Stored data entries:
↓↓↓
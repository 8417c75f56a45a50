//! Error detail middleware
//!
//! Storage and internal failures leave the handler with a generic message and
//! the full text stashed in an [`ErrorDetail`] extension. In development the
//! detailed body replaces the generic one.

use axum::{
    extract::{Request, State},
    middleware::Next,
    response::{IntoResponse, Response},
    Json,
};

use crate::error::ErrorDetail;
use crate::AppState;

pub async fn expose_error_detail(
    State(state): State<AppState>,
    request: Request,
    next: Next,
) -> Response {
    let response = next.run(request).await;

    if !state.environment.is_development() {
        return response;
    }

    match response.extensions().get::<ErrorDetail>().cloned() {
        Some(ErrorDetail(detail)) => (response.status(), Json(detail)).into_response(),
        None => response,
    }
}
↑↑↑
#### What the exercise asks
Every line of the entries that includes "generic" must be copied into the answer.

#### Written answer
//! Storage and internal failures leave the handler with a generic message and
//! detailed body replaces the generic one.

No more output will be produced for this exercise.